→ Task item: Search the listing for the string "DualPriorityQueue" and copy every line that contains it.

→ Supplied data:
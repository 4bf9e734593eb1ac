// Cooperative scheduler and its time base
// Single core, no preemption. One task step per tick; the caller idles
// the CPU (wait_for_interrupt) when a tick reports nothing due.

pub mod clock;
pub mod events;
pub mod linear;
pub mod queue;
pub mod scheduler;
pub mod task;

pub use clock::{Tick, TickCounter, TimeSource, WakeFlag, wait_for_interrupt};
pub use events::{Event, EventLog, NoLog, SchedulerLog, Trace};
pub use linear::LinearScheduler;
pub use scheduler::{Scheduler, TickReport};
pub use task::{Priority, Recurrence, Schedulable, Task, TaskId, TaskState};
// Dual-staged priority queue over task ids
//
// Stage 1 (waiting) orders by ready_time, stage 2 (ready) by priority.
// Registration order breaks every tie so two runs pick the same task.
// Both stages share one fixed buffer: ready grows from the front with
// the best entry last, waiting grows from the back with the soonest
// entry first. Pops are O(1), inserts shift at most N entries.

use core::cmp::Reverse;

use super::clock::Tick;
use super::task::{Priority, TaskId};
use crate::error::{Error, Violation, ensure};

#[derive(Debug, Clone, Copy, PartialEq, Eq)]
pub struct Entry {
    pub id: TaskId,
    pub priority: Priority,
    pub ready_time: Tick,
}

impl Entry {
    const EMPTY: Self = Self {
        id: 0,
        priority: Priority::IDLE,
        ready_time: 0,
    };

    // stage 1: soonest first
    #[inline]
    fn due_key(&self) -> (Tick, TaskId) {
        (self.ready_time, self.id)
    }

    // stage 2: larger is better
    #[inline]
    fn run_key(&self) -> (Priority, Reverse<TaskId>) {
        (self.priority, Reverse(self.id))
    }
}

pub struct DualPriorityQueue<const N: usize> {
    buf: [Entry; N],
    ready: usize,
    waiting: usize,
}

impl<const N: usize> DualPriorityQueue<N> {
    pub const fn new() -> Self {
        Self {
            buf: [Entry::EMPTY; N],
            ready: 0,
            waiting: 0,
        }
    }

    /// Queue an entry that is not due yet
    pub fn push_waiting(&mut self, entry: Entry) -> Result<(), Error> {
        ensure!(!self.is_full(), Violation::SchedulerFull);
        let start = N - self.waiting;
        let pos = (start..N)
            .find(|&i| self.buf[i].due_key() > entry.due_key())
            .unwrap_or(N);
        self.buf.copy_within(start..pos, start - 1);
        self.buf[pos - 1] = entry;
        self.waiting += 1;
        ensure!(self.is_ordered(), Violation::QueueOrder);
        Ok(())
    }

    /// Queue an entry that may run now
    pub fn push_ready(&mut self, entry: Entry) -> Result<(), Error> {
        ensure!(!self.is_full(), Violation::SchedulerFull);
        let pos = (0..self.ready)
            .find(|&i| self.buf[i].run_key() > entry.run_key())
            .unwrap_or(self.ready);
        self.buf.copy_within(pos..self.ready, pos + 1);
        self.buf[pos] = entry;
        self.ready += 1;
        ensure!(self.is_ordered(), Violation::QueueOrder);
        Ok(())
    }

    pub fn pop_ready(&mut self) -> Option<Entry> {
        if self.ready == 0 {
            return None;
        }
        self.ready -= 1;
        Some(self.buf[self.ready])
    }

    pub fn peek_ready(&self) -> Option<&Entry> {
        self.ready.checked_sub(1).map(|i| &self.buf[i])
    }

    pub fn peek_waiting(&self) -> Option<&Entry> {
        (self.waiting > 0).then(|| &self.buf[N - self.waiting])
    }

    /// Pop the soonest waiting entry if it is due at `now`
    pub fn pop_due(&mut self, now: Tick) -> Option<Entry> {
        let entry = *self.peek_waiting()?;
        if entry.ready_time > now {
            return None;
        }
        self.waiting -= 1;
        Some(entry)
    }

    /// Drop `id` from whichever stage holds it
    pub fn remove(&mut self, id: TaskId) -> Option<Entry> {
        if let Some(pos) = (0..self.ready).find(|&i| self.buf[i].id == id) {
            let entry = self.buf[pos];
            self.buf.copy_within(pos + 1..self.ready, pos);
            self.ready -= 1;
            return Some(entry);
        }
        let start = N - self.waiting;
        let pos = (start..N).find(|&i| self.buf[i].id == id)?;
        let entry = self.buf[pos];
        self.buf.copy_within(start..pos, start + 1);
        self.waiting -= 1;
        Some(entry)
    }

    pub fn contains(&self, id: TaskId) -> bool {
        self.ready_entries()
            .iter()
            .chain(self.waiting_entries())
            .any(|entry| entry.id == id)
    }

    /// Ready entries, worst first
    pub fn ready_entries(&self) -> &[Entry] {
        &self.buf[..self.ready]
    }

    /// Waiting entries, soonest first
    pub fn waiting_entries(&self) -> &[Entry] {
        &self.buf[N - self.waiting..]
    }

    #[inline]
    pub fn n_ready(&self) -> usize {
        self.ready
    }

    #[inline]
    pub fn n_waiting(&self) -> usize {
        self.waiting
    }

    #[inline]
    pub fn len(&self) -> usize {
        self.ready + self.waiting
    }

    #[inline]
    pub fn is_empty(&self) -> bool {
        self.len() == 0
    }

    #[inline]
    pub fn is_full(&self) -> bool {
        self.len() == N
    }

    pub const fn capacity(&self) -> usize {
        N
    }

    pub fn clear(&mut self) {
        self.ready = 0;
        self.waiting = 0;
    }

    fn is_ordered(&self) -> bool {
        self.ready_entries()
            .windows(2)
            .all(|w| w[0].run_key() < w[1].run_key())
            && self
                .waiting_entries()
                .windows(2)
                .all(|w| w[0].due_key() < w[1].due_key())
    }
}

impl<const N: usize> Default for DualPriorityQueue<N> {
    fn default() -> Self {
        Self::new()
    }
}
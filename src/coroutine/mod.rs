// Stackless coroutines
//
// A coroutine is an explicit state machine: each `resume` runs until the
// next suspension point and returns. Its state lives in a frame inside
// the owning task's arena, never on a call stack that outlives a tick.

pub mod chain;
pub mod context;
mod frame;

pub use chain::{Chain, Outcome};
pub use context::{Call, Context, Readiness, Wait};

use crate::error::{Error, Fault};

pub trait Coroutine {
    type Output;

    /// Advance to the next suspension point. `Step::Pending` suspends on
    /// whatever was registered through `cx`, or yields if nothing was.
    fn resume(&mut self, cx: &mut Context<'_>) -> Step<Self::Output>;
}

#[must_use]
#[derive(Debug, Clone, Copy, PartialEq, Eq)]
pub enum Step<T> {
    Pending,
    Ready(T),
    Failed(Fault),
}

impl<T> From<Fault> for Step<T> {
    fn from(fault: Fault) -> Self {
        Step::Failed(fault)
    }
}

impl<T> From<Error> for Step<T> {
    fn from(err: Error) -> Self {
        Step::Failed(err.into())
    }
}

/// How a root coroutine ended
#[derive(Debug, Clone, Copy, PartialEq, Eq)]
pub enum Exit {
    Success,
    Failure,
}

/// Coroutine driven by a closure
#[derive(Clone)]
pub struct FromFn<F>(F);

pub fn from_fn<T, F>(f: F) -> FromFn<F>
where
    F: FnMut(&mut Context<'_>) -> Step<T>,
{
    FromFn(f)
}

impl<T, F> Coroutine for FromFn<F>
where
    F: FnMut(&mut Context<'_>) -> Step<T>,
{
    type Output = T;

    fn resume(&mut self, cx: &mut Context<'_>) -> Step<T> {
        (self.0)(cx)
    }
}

→ Your solution:
pub struct DualPriorityQueue<const N: usize> {
impl<const N: usize> DualPriorityQueue<N> {
impl<const N: usize> Default for DualPriorityQueue<N> {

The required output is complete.